The War Illustrated, Volume 10, No. 239, Page 267, August 16, 1946.
Motto: “Be Like the Eagles.”
One of four destroyers built on the Tyne by Messrs. Vickers-Armstrongs for the Royal Canadian Navy, the Iroquois belongs to the “Tribal” type, but with increased beam and other modifications to suit Dominion requirements. She was launched by Mrs. Vincent Massey, wife of the High Commissioner for Canada, on September 25, 1941, and completed in December 1942. Most of her subsequent service was in the North Atlantic and in European waters.

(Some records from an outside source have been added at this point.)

//! Batch job tracking.
//!
//! [`BatchTracker::submit_batch`] records a job, starts processing it in the
//! background and returns the job id at once. Callers poll
//! [`BatchTracker::get_status`] or await [`BatchTracker::wait`].
//!
//! ## State machines
//!
//! ```text
//! file: pending ─▶ processing ─▶ completed | error
//! job:  pending ─▶ processing ─▶ completed | error
//! ```
//!
//! A file error is recorded on that file and processing continues; the job
//! still completes. A panic while extracting one file is caught and recorded
//! as that file's error. A job ends in `error` only when the job loop itself
//! dies.
//!
//! `processed_files` is incremented in the same map update that sets a
//! file's terminal status, so a snapshot never counts a file that is not
//! terminal. Snapshots carry no extraction payloads; fetch those with
//! [`BatchTracker::result`].
//!
//! Job records are kept for the life of the tracker.

use crate::config::BatchOptions;
use crate::error::ExtractError;
use crate::extractor::CachedExtractor;
use crate::output::ExtractionResult;
use crate::pipeline::DocumentInput;
use crate::progress::ProgressCallback;
use chrono::{DateTime, Utc};
use dashmap::DashMap;
use futures::stream::{self, StreamExt};
use futures::FutureExt;
use serde::{Deserialize, Serialize};
use std::any::Any;
use std::panic::AssertUnwindSafe;
use std::path::PathBuf;
use std::sync::Arc;
use tokio::sync::watch;
use tracing::{error, info, warn};
use uuid::Uuid;

/// A document submitted as part of a batch.
#[derive(Debug, Clone, PartialEq, Eq)]
pub enum BatchFile {
    /// Read from disk when its turn comes.
    Path(PathBuf),
    /// Already in memory.
    Buffer { filename: String, bytes: Vec<u8> },
}

impl BatchFile {
    pub fn path(path: impl Into<PathBuf>) -> Self {
        Self::Path(path.into())
    }

    pub fn buffer(filename: impl Into<String>, bytes: impl Into<Vec<u8>>) -> Self {
        Self::Buffer {
            filename: filename.into(),
            bytes: bytes.into(),
        }
    }

    fn display_path(&self) -> String {
        match self {
            Self::Path(p) => p.display().to_string(),
            Self::Buffer { filename, .. } => filename.clone(),
        }
    }

    fn filename(&self) -> String {
        match self {
            Self::Path(p) => p
                .file_name()
                .map(|n| n.to_string_lossy().into_owned())
                .unwrap_or_else(|| p.display().to_string()),
            Self::Buffer { filename, .. } => filename.clone(),
        }
    }

    async fn load(self) -> Result<DocumentInput, ExtractError> {
        match self {
            Self::Path(p) => DocumentInput::from_path(p).await,
            Self::Buffer { filename, bytes } => Ok(DocumentInput::from_bytes(filename, bytes)),
        }
    }
}

/// Status of a job.
#[derive(Debug, Clone, Copy, PartialEq, Eq, Serialize, Deserialize)]
#[serde(rename_all = "snake_case")]
pub enum JobStatus {
    Pending,
    Processing,
    Completed,
    Error,
}

impl JobStatus {
    pub fn is_terminal(self) -> bool {
        matches!(self, Self::Completed | Self::Error)
    }
}

/// Status of one file in a job.
#[derive(Debug, Clone, Copy, PartialEq, Eq, Serialize, Deserialize)]
#[serde(rename_all = "snake_case")]
pub enum FileStatus {
    Pending,
    Processing,
    Completed,
    Error,
}

impl FileStatus {
    pub fn is_terminal(self) -> bool {
        matches!(self, Self::Completed | Self::Error)
    }
}

/// One file's progress within a job.
#[derive(Debug, Clone, PartialEq, Eq, Serialize, Deserialize)]
#[serde(rename_all = "camelCase")]
pub struct FileTask {
    pub path: String,
    pub filename: String,
    pub status: FileStatus,
    pub error: Option<String>,
}

/// Snapshot of a batch job.
#[derive(Debug, Clone, PartialEq, Serialize, Deserialize)]
#[serde(rename_all = "camelCase")]
pub struct BatchStatus {
    pub id: String,
    pub total_files: usize,
    pub processed_files: usize,
    pub status: JobStatus,
    pub files: Vec<FileTask>,
    pub start_time: DateTime<Utc>,
    pub end_time: Option<DateTime<Utc>>,
    /// Why the job failed, when `status` is `error`.
    pub error: Option<String>,
}

impl BatchStatus {
    /// `processed_files / total_files * 100`; 100 for an empty batch.
    pub fn progress_percent(&self) -> f64 {
        if self.total_files == 0 {
            return 100.0;
        }
        self.processed_files as f64 / self.total_files as f64 * 100.0
    }

    pub fn completed_files(&self) -> usize {
        self.count(FileStatus::Completed)
    }

    pub fn failed_files(&self) -> usize {
        self.count(FileStatus::Error)
    }

    fn count(&self, status: FileStatus) -> usize {
        self.files.iter().filter(|f| f.status == status).count()
    }
}

struct TrackerInner {
    extractor: Arc<CachedExtractor>,
    jobs: DashMap<String, BatchStatus>,
    results: DashMap<(String, usize), ExtractionResult>,
    watchers: DashMap<String, watch::Sender<JobStatus>>,
    progress: Option<ProgressCallback>,
}

/// Runs batches of extractions and tracks their progress.
///
/// Cloning is cheap; clones share the job table.
#[derive(Clone)]
pub struct BatchTracker {
    inner: Arc<TrackerInner>,
}

impl BatchTracker {
    pub fn new(extractor: Arc<CachedExtractor>) -> Self {
        Self {
            inner: Arc::new(TrackerInner {
                extractor,
                jobs: DashMap::new(),
                results: DashMap::new(),
                watchers: DashMap::new(),
                progress: None,
            }),
        }
    }

    /// Receive per-file events for every batch this tracker runs.
    ///
    /// Must be called before the tracker is cloned or used.
    pub fn with_progress_callback(self, callback: ProgressCallback) -> Self {
        let inner = match Arc::try_unwrap(self.inner) {
            Ok(mut inner) => {
                inner.progress = Some(callback);
                inner
            }
            Err(shared) => {
                warn!("Progress callback ignored: tracker already shared");
                return Self { inner: shared };
            }
        };
        Self {
            inner: Arc::new(inner),
        }
    }

    /// Record a job for `files` and start processing it in the background.
    ///
    /// Returns the job id immediately. Must be called within a Tokio runtime.
    pub fn submit_batch(&self, files: Vec<BatchFile>, options: BatchOptions) -> String {
        let id = Uuid::new_v4().to_string();
        let job = BatchStatus {
            id: id.clone(),
            total_files: files.len(),
            processed_files: 0,
            status: JobStatus::Pending,
            files: files
                .iter()
                .map(|f| FileTask {
                    path: f.display_path(),
                    filename: f.filename(),
                    status: FileStatus::Pending,
                    error: None,
                })
                .collect(),
            start_time: Utc::now(),
            end_time: None,
            error: None,
        };
        self.inner.jobs.insert(id.clone(), job);
        let (tx, _rx) = watch::channel(JobStatus::Pending);
        self.inner.watchers.insert(id.clone(), tx);
        info!("Batch {} submitted with {} files", id, files.len());

        let inner = Arc::clone(&self.inner);
        let job_id = id.clone();
        tokio::spawn(async move {
            let worker = tokio::spawn(run_job(Arc::clone(&inner), job_id.clone(), files, options));
            if let Err(e) = worker.await {
                error!("Batch {} worker died: {}", job_id, e);
                inner.fail_job(&job_id, format!("batch worker failed: {}", e));
            }
        });

        id
    }

    /// Snapshot of a job, or `None` for an unknown id.
    pub fn get_status(&self, batch_id: &str) -> Option<BatchStatus> {
        self.inner.jobs.get(batch_id).map(|job| job.value().clone())
    }

    /// Full extraction result of file `index` in a job, once completed.
    pub fn result(&self, batch_id: &str, index: usize) -> Option<ExtractionResult> {
        self.inner
            .results
            .get(&(batch_id.to_string(), index))
            .map(|r| r.value().clone())
    }

    /// Wait until the job reaches a terminal state and return its snapshot.
    pub async fn wait(&self, batch_id: &str) -> Option<BatchStatus> {
        let mut rx = self.inner.watchers.get(batch_id)?.subscribe();
        if rx.wait_for(|status| status.is_terminal()).await.is_err() {
            warn!("Batch {} status channel closed", batch_id);
        }
        self.get_status(batch_id)
    }

    /// Ids of all known jobs.
    pub fn job_ids(&self) -> Vec<String> {
        self.inner.jobs.iter().map(|j| j.key().clone()).collect()
    }
}

impl TrackerInner {
    fn set_job_status(&self, id: &str, status: JobStatus) {
        if let Some(mut job) = self.jobs.get_mut(id) {
            if job.status.is_terminal() {
                return;
            }
            job.status = status;
            if status.is_terminal() {
                job.end_time = Some(Utc::now());
            }
        }
        if let Some(tx) = self.watchers.get(id) {
            tx.send_replace(status);
        }
    }

    fn fail_job(&self, id: &str, reason: String) {
        if let Some(mut job) = self.jobs.get_mut(id) {
            if job.status.is_terminal() {
                return;
            }
            job.error = Some(reason);
        }
        self.set_job_status(id, JobStatus::Error);
    }

    fn start_file(&self, id: &str, index: usize) {
        if let Some(mut job) = self.jobs.get_mut(id) {
            if let Some(task) = job.files.get_mut(index) {
                if task.status == FileStatus::Pending {
                    task.status = FileStatus::Processing;
                }
            }
        }
    }

    /// Set a file's terminal state and count it, in one update.
    fn finish_file(&self, id: &str, index: usize, outcome: Result<(), String>) {
        if let Some(mut job) = self.jobs.get_mut(id) {
            let Some(task) = job.files.get_mut(index) else {
                return;
            };
            if task.status.is_terminal() {
                return;
            }
            match outcome {
                Ok(()) => task.status = FileStatus::Completed,
                Err(e) => {
                    task.status = FileStatus::Error;
                    task.error = Some(e);
                }
            }
            job.processed_files += 1;
        }
    }
}

async fn run_job(inner: Arc<TrackerInner>, id: String, files: Vec<BatchFile>, options: BatchOptions) {
    let total = files.len();
    inner.set_job_status(&id, JobStatus::Processing);
    if let Some(cb) = &inner.progress {
        cb.on_batch_start(&id, total);
    }

    stream::iter(files.into_iter().enumerate())
        .map(|(index, file)| process_file(&inner, &id, index, total, file, &options))
        .buffer_unordered(options.concurrency.max(1))
        .collect::<Vec<()>>()
        .await;

    if let Some(job) = inner.jobs.get(&id).map(|j| j.value().clone()) {
        info!(
            "Batch {} completed: {} ok, {} failed",
            id,
            job.completed_files(),
            job.failed_files()
        );
        // Runs before `wait` callers are released.
        if let Some(cb) = &inner.progress {
            cb.on_batch_complete(&id, job.completed_files(), job.failed_files());
        }
    }
    inner.set_job_status(&id, JobStatus::Completed);
}

async fn process_file(
    inner: &TrackerInner,
    id: &str,
    index: usize,
    total: usize,
    file: BatchFile,
    options: &BatchOptions,
) {
    let filename = file.filename();
    inner.start_file(id, index);
    if let Some(cb) = &inner.progress {
        cb.on_file_start(id, index, total, &filename);
    }

    let work = async {
        let input = file.load().await?;
        inner
            .extractor
            .extract_cached(&input, &options.extraction)
            .await
    };
    // A panic fails this file only; the rest of the batch keeps going.
    let outcome = match AssertUnwindSafe(work).catch_unwind().await {
        Ok(outcome) => outcome,
        Err(panic) => {
            let message = panic_message(panic.as_ref());
            error!("Batch {}: {} panicked: {}", id, filename, message);
            Err(ExtractError::Internal(format!("extraction panicked: {}", message)))
        }
    };

    match outcome {
        Ok(result) => {
            inner.results.insert((id.to_string(), index), result);
            inner.finish_file(id, index, Ok(()));
            if let Some(cb) = &inner.progress {
                cb.on_file_complete(id, index, total, &filename);
            }
        }
        Err(e) => {
            let message = e.to_string();
            warn!("Batch {}: {} failed: {}", id, filename, message);
            inner.finish_file(id, index, Err(message.clone()));
            if let Some(cb) = &inner.progress {
                cb.on_file_error(id, index, total, &filename, &message);
            }
        }
    }
}

fn panic_message(payload: &(dyn Any + Send)) -> &str {
    payload
        .downcast_ref::<&str>()
        .copied()
        .or_else(|| payload.downcast_ref::<String>().map(String::as_str))
        .unwrap_or("unknown panic")
}
//! Progress-callback trait for batch extraction events.
//!
//! Pass an [`Arc<dyn BatchProgressCallback>`] to
//! [`crate::BatchTracker::with_progress_callback`] to receive events as each
//! file of a batch is processed. Callers can forward events to a channel, a
//! database record or a terminal progress bar; the library knows nothing
//! about how the host application reports progress.
//!
//! # Example
//!
//! ```rust
//! use ledgerdoc::BatchProgressCallback;
//! use std::sync::{Arc, atomic::{AtomicUsize, Ordering}};
//!
//! struct CountingCallback {
//!     finished: AtomicUsize,
//! }
//!
//! impl BatchProgressCallback for CountingCallback {
//!     fn on_file_complete(&self, _batch_id: &str, index: usize, total: usize, filename: &str) {
//!         let done = self.finished.fetch_add(1, Ordering::SeqCst) + 1;
//!         eprintln!("{filename} ({}/{total}) done, {done} finished", index + 1);
//!     }
//! }
//!
//! let cb: Arc<dyn BatchProgressCallback> = Arc::new(CountingCallback {
//!     finished: AtomicUsize::new(0),
//! });
//! cb.on_batch_start("batch-1", 3);
//! ```

use std::sync::Arc;

/// Called by the batch tracker as it processes each file.
///
/// All methods have no-op defaults. With `concurrency > 1` the per-file
/// methods may be called concurrently from different tasks.
pub trait BatchProgressCallback: Send + Sync {
    /// Called once before any file is processed.
    fn on_batch_start(&self, batch_id: &str, total_files: usize) {
        let _ = (batch_id, total_files);
    }

    /// A file moved to `processing`. `index` is 0-based.
    fn on_file_start(&self, batch_id: &str, index: usize, total_files: usize, filename: &str) {
        let _ = (batch_id, index, total_files, filename);
    }

    /// A file reached `completed`.
    fn on_file_complete(&self, batch_id: &str, index: usize, total_files: usize, filename: &str) {
        let _ = (batch_id, index, total_files, filename);
    }

    /// A file reached `error`.
    fn on_file_error(
        &self,
        batch_id: &str,
        index: usize,
        total_files: usize,
        filename: &str,
        error: &str,
    ) {
        let _ = (batch_id, index, total_files, filename, error);
    }

    /// Called once when the job reaches a terminal state.
    ///
    /// * `completed` — files that extracted successfully
    /// * `failed`    — files recorded with an error
    fn on_batch_complete(&self, batch_id: &str, completed: usize, failed: usize) {
        let _ = (batch_id, completed, failed);
    }
}

/// Callback that ignores every event. Used when none is configured.
pub struct NoopProgressCallback;

impl BatchProgressCallback for NoopProgressCallback {}

/// Shared callback handle.
pub type ProgressCallback = Arc<dyn BatchProgressCallback>;
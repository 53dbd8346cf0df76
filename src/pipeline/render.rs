//! Page rasterisation for OCR: render every page to a `DynamicImage`.
//!
//! Runs inside `spawn_blocking` like all pdfium work. The longest edge of a
//! rendered page is capped at `max_rendered_pixels` regardless of physical
//! page size, which keeps memory bounded on oversized pages.

use super::parse::{bind_pdfium, load_document, looks_like_pdf};
use crate::config::OcrConfig;
use crate::error::StageError;
use image::DynamicImage;
use pdfium_render::prelude::*;
use tracing::{debug, info};

/// PDF user-space units per inch.
const POINTS_PER_INCH: f32 = 72.0;

/// Rasterise all pages of the PDF in `bytes`.
///
/// # Returns
/// `(page_index_0based, image)` pairs in page order.
pub async fn render_pages(
    bytes: &[u8],
    config: &OcrConfig,
) -> Result<Vec<(usize, DynamicImage)>, StageError> {
    if !looks_like_pdf(bytes) {
        return Err(StageError::OcrFailed {
            detail: "cannot rasterise: missing %PDF header".into(),
        });
    }
    let bytes = bytes.to_vec();
    let dpi = config.dpi;
    let max_pixels = config.max_rendered_pixels;
    let password = config.password.clone();

    tokio::task::spawn_blocking(move || {
        render_pages_blocking(&bytes, dpi, max_pixels, password.as_deref())
    })
    .await
    .map_err(|e| StageError::OcrFailed {
        detail: format!("render task panicked: {}", e),
    })?
}

fn render_pages_blocking(
    bytes: &[u8],
    dpi: u32,
    max_pixels: u32,
    password: Option<&str>,
) -> Result<Vec<(usize, DynamicImage)>, StageError> {
    let pdfium = bind_pdfium().map_err(|e| StageError::OcrFailed {
        detail: e.to_string(),
    })?;
    let document = load_document(&pdfium, bytes, password).map_err(|e| StageError::OcrFailed {
        detail: e.to_string(),
    })?;

    let pages = document.pages();
    info!("Rendering {} pages at {} dpi", pages.len(), dpi);

    let render_config = PdfRenderConfig::new()
        .scale_page_by_factor(dpi as f32 / POINTS_PER_INCH)
        .set_maximum_width(max_pixels as i32)
        .set_maximum_height(max_pixels as i32);

    let mut images = Vec::with_capacity(pages.len() as usize);
    for (idx, page) in pages.iter().enumerate() {
        let bitmap = page
            .render_with_config(&render_config)
            .map_err(|e| StageError::OcrFailed {
                detail: format!("page {}: render failed: {:?}", idx + 1, e),
            })?;
        let image = bitmap.as_image();
        debug!(
            "Rendered page {} → {}x{} px",
            idx + 1,
            image.width(),
            image.height()
        );
        images.push((idx, image));
    }

    Ok(images)
}

#[cfg(test)]
mod tests {
    use super::*;

    #[tokio::test]
    async fn non_pdf_fails_before_binding() {
        let err = render_pages(b"GIF89a", &OcrConfig::default())
            .await
            .unwrap_err();
        assert!(matches!(err, StageError::OcrFailed { .. }));
    }
}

On the night of August 5-6, 1944, the Iroquois was one of four destroyers which, led by the cruiser Bellona, foiled a German attempt to evacuate a number of technical specialists from the Loire estuary. South-west of the port an enemy convoy of seven ships was sighted close inshore at a distance of 6,000 yards. The British squadron closed to within 1,000 yards, firing with such accuracy that all seven ships were destroyed. An hour later fire was opened on a second convoy, which escaped into St. Nazaire with considerable damage.
On August 15 the Admiralty reported that the Iroquois, in company with the cruiser Mauritius and the destroyer Ursa, had in the course of three engagements off the French coast between La Pallice and Sables d'Olonne set on fire and driven ashore several enemy ships. A week later a further announcement described how the same three ships had sunk an entire convoy between Brest and Lorient.
In February 1945 the Iroquois returned to her home port in Canada, but she was back on this side of the Atlantic in time to take part in the final phase of the war with Germany. On April 5 she was the largest of a division of four destroyers which attacked an enemy convoy of four supply ships and three escort vessels off the Norwegian coast, sinking one and damaging three.